If you like to collect old/vintage CRAYOLA products, you may wish to look at flea markets, auctions, estate sales and garage sales. More information about older products can be found in a published book titled “A Century of Crayola Collectibles — A Price Guide”. This book covers history and products offered through the years. To obtain this book, please visit your local book store. As a further reference, the ISBN is 0−87588−638−8 and the author of the book is Bonnie Rushlow.
If your pet has ingested a Crayola or Silly Putty product, please contact a veterinarian for assistance. All Crayola and Silly Putty products have been evaluated by an independent toxicologist and found to contain no known toxic substances in sufficient quantities to be harmful to the human body, even if ingested or inhaled. In addition, Crayola and Silly Putty art materials carry the Art and Creative Materials Institute’s (ACMI) APPROVED PRODUCT (AP) seal, which indicates these products meet or exceed specific quality standards.

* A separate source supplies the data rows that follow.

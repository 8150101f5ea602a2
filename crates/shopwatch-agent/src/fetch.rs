//! Host-page request primitive seam
//!
//! The page's fetch-equivalent is modeled as a [`Fetch`] trait so the network
//! observer can decorate it (see [`crate::observers::InstrumentedFetch`])
//! instead of mutating a runtime global. The decorator observes outcomes and
//! passes them through untouched; the host page sees exactly what the inner
//! primitive returned.

use async_trait::async_trait;
use thiserror::Error;

/// Transport failure of a page request (the rejection path of a fetch call).
#[derive(Debug, Clone, Error, PartialEq, Eq)]
#[error("{0}")]
pub struct FetchError(pub String);

/// An outbound page request.
#[derive(Debug, Clone)]
pub struct FetchRequest {
    /// Request method
    pub method: String,
    /// Target URL
    pub url: String,
    /// Optional request body
    pub body: Option<String>,
}

impl FetchRequest {
    /// Shorthand for a GET request.
    #[must_use]
    pub fn get(url: impl Into<String>) -> Self {
        Self {
            method: "GET".to_string(),
            url: url.into(),
            body: None,
        }
    }

    /// Shorthand for a POST request.
    #[must_use]
    pub fn post(url: impl Into<String>, body: impl Into<String>) -> Self {
        Self {
            method: "POST".to_string(),
            url: url.into(),
            body: Some(body.into()),
        }
    }
}

/// A settled page response.
#[derive(Debug, Clone, PartialEq, Eq)]
pub struct FetchResponse {
    /// Final URL of the response
    pub url: String,
    /// HTTP status code
    pub status: u16,
}

impl FetchResponse {
    /// Success semantics of the page primitive (2xx).
    #[must_use]
    pub fn ok(&self) -> bool {
        (200..300).contains(&self.status)
    }
}

/// The page's fetch-equivalent request primitive.
#[async_trait]
pub trait Fetch: Send + Sync {
    /// Perform the request, resolving to a response or rejecting with a
    /// transport error.
    async fn fetch(&self, request: &FetchRequest) -> Result<FetchResponse, FetchError>;
}
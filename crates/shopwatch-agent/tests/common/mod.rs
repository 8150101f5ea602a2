//! Shared fixtures for the agent integration tests.

#![allow(dead_code)]

use std::sync::{Arc, Mutex};
use std::time::Duration;

use async_trait::async_trait;

use shopwatch_agent::{AgentConfig, ErrorReport, PageInfo, Transport, TransportError};

/// Transport double that records every delivered report as its wire JSON.
#[derive(Default)]
pub struct RecordingTransport {
    sent: Mutex<Vec<(String, serde_json::Value)>>,
}

impl RecordingTransport {
    /// (collector URL, JSON body) pairs in delivery order.
    pub fn sent(&self) -> Vec<(String, serde_json::Value)> {
        self.sent.lock().unwrap().clone()
    }

    pub fn sent_count(&self) -> usize {
        self.sent.lock().unwrap().len()
    }
}

#[async_trait]
impl Transport for RecordingTransport {
    async fn post_json(&self, url: &str, report: &ErrorReport) -> Result<u16, TransportError> {
        let body = serde_json::to_value(report).expect("report serializes");
        self.sent.lock().unwrap().push((url.to_string(), body));
        Ok(200)
    }
}

/// Poll until `condition` holds or a one-second deadline passes.
pub async fn wait_until(condition: impl Fn() -> bool) {
    for _ in 0..100 {
        if condition() {
            return;
        }
        tokio::time::sleep(Duration::from_millis(10)).await;
    }
    panic!("condition not met within 1s");
}

/// Let in-flight observer tasks drain, then return.
pub async fn settle() {
    tokio::time::sleep(Duration::from_millis(100)).await;
}

pub fn test_page() -> PageInfo {
    PageInfo::new("shop.test", "https://shop.test/checkout/", "test-agent/1.0")
}

pub fn active_config(collector_url: &str) -> AgentConfig {
    AgentConfig {
        collector_url: collector_url.to_string(),
        page_eligible: true,
        ..Default::default()
    }
}

pub fn transport() -> Arc<RecordingTransport> {
    Arc::new(RecordingTransport::default())
}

In 1900, prior to the introduction of Crayola Crayons, we produced black marking crayons. Today these are known as Staonal brand Marking Crayons and are used in many industrial settings. These crayons were created with dry carbon black and different waxes. The first box of Crayola Crayons was produced in 1903 as an 8 count box. It sold for a nickel and contained the colours red, orange, yellow, green, blue, violet, brown and black. We provide extensive information about Crayola and our products on our sites. A history timeline can be found on the Crayola.com web site at our history.
In 1903, we introduced the first box of 8 Crayola Crayons and sold them for a nickel. Included were the same 8 colours that are found in an 8‑pack today: red yellow blue green orange brown violet (purple) black.

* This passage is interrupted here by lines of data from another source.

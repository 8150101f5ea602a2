use std::sync::Arc;

use async_trait::async_trait;

use crate::fetch::{Fetch, FetchError, FetchRequest, FetchResponse};
use crate::page::PageEvent;
use crate::report::ReportKind;
use crate::reporter::Reporter;

/// Query markers identifying legacy AJAX checkout/cart requests.
const AJAX_URL_MARKERS: [&str; 3] = [
    "wc-ajax=add_to_cart",
    "wc-ajax=checkout",
    "wc-ajax=update_order_review",
];

/// Path markers identifying storefront API requests on the fetch channel.
const STORE_API_MARKERS: [&str; 2] = ["wc-ajax=", "/wp-json/wc/store"];

fn is_storefront_api(url: &str) -> bool {
    STORE_API_MARKERS.iter().any(|marker| url.contains(marker))
}

/// Observes failed checkout/cart network calls on the legacy AJAX channel.
///
/// Only receives events when a DOM-manipulation library with a global
/// ajax-error event is present on the page; without one the channel is
/// simply silent.
pub struct NetworkObserver {
    reporter: Arc<Reporter>,
}

impl NetworkObserver {
    /// Create an observer reporting through `reporter`.
    #[must_use]
    pub fn new(reporter: Arc<Reporter>) -> Self {
        Self { reporter }
    }

    /// Handle one page event; non-AJAX events are ignored.
    pub async fn handle(&self, event: &PageEvent) {
        let PageEvent::AjaxError {
            url,
            status,
            status_text,
        } = event
        else {
            return;
        };

        if !AJAX_URL_MARKERS.iter().any(|marker| url.contains(marker)) {
            return;
        }

        self.reporter
            .report(
                ReportKind::AjaxFailure,
                &format!("Failed URL: {url} | Error: {status_text} | Status: {status}"),
            )
            .await;
    }
}

/// Decorator around the page's fetch primitive.
///
/// Observes settlement of storefront API calls and reports failures, then
/// hands the original response or error through unchanged. Requests to the
/// collector itself bypass instrumentation entirely so the reporter's own
/// traffic can never be re-intercepted or reported on.
pub struct InstrumentedFetch<F> {
    inner: F,
    hook: Option<ReportHook>,
}

struct ReportHook {
    reporter: Arc<Reporter>,
    collector_url: String,
}

impl<F: Fetch> InstrumentedFetch<F> {
    /// Wrap `inner`, reporting qualifying failures through `reporter`.
    #[must_use]
    pub fn new(inner: F, reporter: Arc<Reporter>, collector_url: String) -> Self {
        Self {
            inner,
            hook: Some(ReportHook {
                reporter,
                collector_url,
            }),
        }
    }

    /// Wrap `inner` without any observation (network tracking disabled).
    #[must_use]
    pub fn passthrough(inner: F) -> Self {
        Self { inner, hook: None }
    }
}

#[async_trait]
impl<F: Fetch> Fetch for InstrumentedFetch<F> {
    async fn fetch(&self, request: &FetchRequest) -> Result<FetchResponse, FetchError> {
        let Some(hook) = &self.hook else {
            return self.inner.fetch(request).await;
        };

        // Self-report recursion guard.
        if request.url == hook.collector_url {
            return self.inner.fetch(request).await;
        }

        let result = self.inner.fetch(request).await;

        if is_storefront_api(&request.url) {
            match &result {
                Ok(response) if !response.ok() => {
                    hook.reporter
                        .report(
                            ReportKind::FetchFailure,
                            &format!("Failed URL: {} | Status: {}", request.url, response.status),
                        )
                        .await;
                }
                Err(error) => {
                    hook.reporter
                        .report(
                            ReportKind::FetchFailure,
                            &format!("Failed URL: {} | Error: {}", request.url, error),
                        )
                        .await;
                }
                Ok(_) => {}
            }
        }

        result
    }
}
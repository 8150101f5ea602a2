//! Agent lifecycle controller
//!
//! One controller per page load wires the enabled observers to the page bus
//! and owns every piece of mutable agent state (startup guard, rate-limit
//! counter, subscriber tasks). Nothing here is process-wide: independent
//! controller instances coexist, which is what keeps the agent testable.

use std::sync::atomic::{AtomicBool, Ordering};
use std::sync::{Arc, Mutex};

use tokio::sync::broadcast::error::RecvError;
use tokio::task::JoinHandle;
use tracing::{debug, warn};

use crate::config::AgentConfig;
use crate::fetch::Fetch;
use crate::observers::{CrashObserver, InstrumentedFetch, NetworkObserver, UiNoticeObserver};
use crate::page::{PageBus, PageEvent, PageInfo};
use crate::reporter::Reporter;
use crate::transport::{HttpTransport, Transport};

/// Wires observers, reporter, and rate limiting together for one page view.
pub struct AgentController {
    config: AgentConfig,
    page: PageInfo,
    reporter: Arc<Reporter>,
    started: AtomicBool,
    tasks: Mutex<Vec<JoinHandle<()>>>,
}

impl AgentController {
    /// Create a controller using the real HTTP transport.
    ///
    /// The transport is captured here, before any fetch instrumentation, so
    /// outgoing reports never pass through the instrumented path.
    #[must_use]
    pub fn new(config: AgentConfig, page: PageInfo) -> Self {
        Self::with_transport(config, page, Arc::new(HttpTransport::new()))
    }

    /// Create a controller with an injected transport (used by tests).
    #[must_use]
    pub fn with_transport(
        config: AgentConfig,
        page: PageInfo,
        transport: Arc<dyn Transport>,
    ) -> Self {
        let reporter = Arc::new(Reporter::new(
            config.collector_url.clone(),
            page.clone(),
            transport,
        ));
        Self {
            config,
            page,
            reporter,
            started: AtomicBool::new(false),
            tasks: Mutex::new(Vec::new()),
        }
    }

    /// The reporter this controller sends through.
    #[must_use]
    pub fn reporter(&self) -> &Arc<Reporter> {
        &self.reporter
    }

    /// Start observing the page. Idempotent: a second call is a no-op.
    ///
    /// An inactive config (disabled, no collector URL, no tracking channel,
    /// or ineligible page) installs no listeners at all. Crash observation is
    /// live from the moment this returns; UI-notice and network observation
    /// wait for the `DomReady` event.
    pub fn start(&self, bus: &PageBus) {
        if self.started.swap(true, Ordering::SeqCst) {
            debug!("agent already started on this page, ignoring");
            return;
        }

        if !self.config.is_active() {
            debug!("agent config inactive, no observers installed");
            return;
        }

        let mut tasks = lock_tasks(&self.tasks);

        if self.config.track_crashes {
            let observer =
                CrashObserver::new(Arc::clone(&self.reporter), self.page.hostname.clone());
            let mut rx = bus.subscribe();
            tasks.push(tokio::spawn(async move {
                loop {
                    match rx.recv().await {
                        Ok(event) => observer.handle(&event).await,
                        Err(RecvError::Lagged(skipped)) => {
                            warn!(skipped, "crash observer missed page events");
                        }
                        Err(RecvError::Closed) => break,
                    }
                }
            }));
        }

        if self.config.track_ui_notices {
            let observer = UiNoticeObserver::new(Arc::clone(&self.reporter));
            let mut rx = bus.subscribe();
            tasks.push(tokio::spawn(async move {
                let mut dom_ready = false;
                loop {
                    match rx.recv().await {
                        Ok(PageEvent::DomReady) => dom_ready = true,
                        Ok(event) if dom_ready => observer.handle(&event).await,
                        Ok(_) => {}
                        Err(RecvError::Lagged(skipped)) => {
                            warn!(skipped, "ui-notice observer missed page events");
                        }
                        Err(RecvError::Closed) => break,
                    }
                }
            }));
        }

        if self.config.track_network {
            let observer = NetworkObserver::new(Arc::clone(&self.reporter));
            let mut rx = bus.subscribe();
            tasks.push(tokio::spawn(async move {
                let mut dom_ready = false;
                loop {
                    match rx.recv().await {
                        Ok(PageEvent::DomReady) => dom_ready = true,
                        Ok(event) if dom_ready => observer.handle(&event).await,
                        Ok(_) => {}
                        Err(RecvError::Lagged(skipped)) => {
                            warn!(skipped, "network observer missed page events");
                        }
                        Err(RecvError::Closed) => break,
                    }
                }
            }));
        }

        debug!(
            observers = tasks.len(),
            site = %self.page.hostname,
            "agent started"
        );
    }

    /// Wrap the page's fetch primitive for network observation.
    ///
    /// Returns a plain pass-through wrapper when the agent is inactive or
    /// network tracking is off, so the host page's calls are untouched.
    pub fn instrument_fetch<F: Fetch>(&self, inner: F) -> InstrumentedFetch<F> {
        if self.config.is_active() && self.config.track_network {
            InstrumentedFetch::new(
                inner,
                Arc::clone(&self.reporter),
                self.config.collector_url.clone(),
            )
        } else {
            InstrumentedFetch::passthrough(inner)
        }
    }

    /// Administrative connectivity check (settings-page "send test alert").
    pub async fn send_test_alert(&self) {
        self.reporter.send_test_alert().await;
    }

    /// Uninstall all observers by aborting their subscriber tasks.
    pub fn stop(&self) {
        let mut tasks = lock_tasks(&self.tasks);
        for task in tasks.drain(..) {
            task.abort();
        }
    }
}

impl Drop for AgentController {
    fn drop(&mut self) {
        self.stop();
    }
}

fn lock_tasks(tasks: &Mutex<Vec<JoinHandle<()>>>) -> std::sync::MutexGuard<'_, Vec<JoinHandle<()>>> {
    match tasks.lock() {
        Ok(guard) => guard,
        Err(poisoned) => poisoned.into_inner(),
    }
}
//! Host-page facade
//!
//! The agent never touches browser globals directly. The host page is
//! modeled as three pieces so the engine stays testable without a browser:
//! - [`PageInfo`]: read-once page identity (hostname, URL, user agent)
//! - [`DomNode`] / [`Selector`]: minimal element model for banner scanning
//! - [`PageBus`]: broadcast event bus carrying [`PageEvent`]s from the host
//!   environment (error events, rejections, DOM mutation batches, AJAX
//!   failures) to whichever observers subscribed

/// Broadcast event bus for host-page events.
pub mod bus;
/// Minimal DOM element model and banner selectors.
pub mod dom;
/// Page identity and event type definitions.
pub mod types;

pub use bus::PageBus;
pub use dom::{DomNode, Selector, NOTICE_SELECTORS};
pub use types::{PageEvent, PageInfo, RejectionReason};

In 1958 the box of 64 CRAYOLA Crayons was introduced. It was the first package to include a built-in sharpener design. We continue to manufacture this package design today in the 64 and 96 count Crayola Crayon package.
In 1993 we conducted a poll to find out the most popular colours in America. Blue was voted the most popular CRAYOLA Crayon colour. Rounding the top ten were red, violet, green, carnation pink, black, turquoise blue, blue green, periwinkle and magenta. In 2000, we did another Crayola Colour Census, and blue again reigns as number one!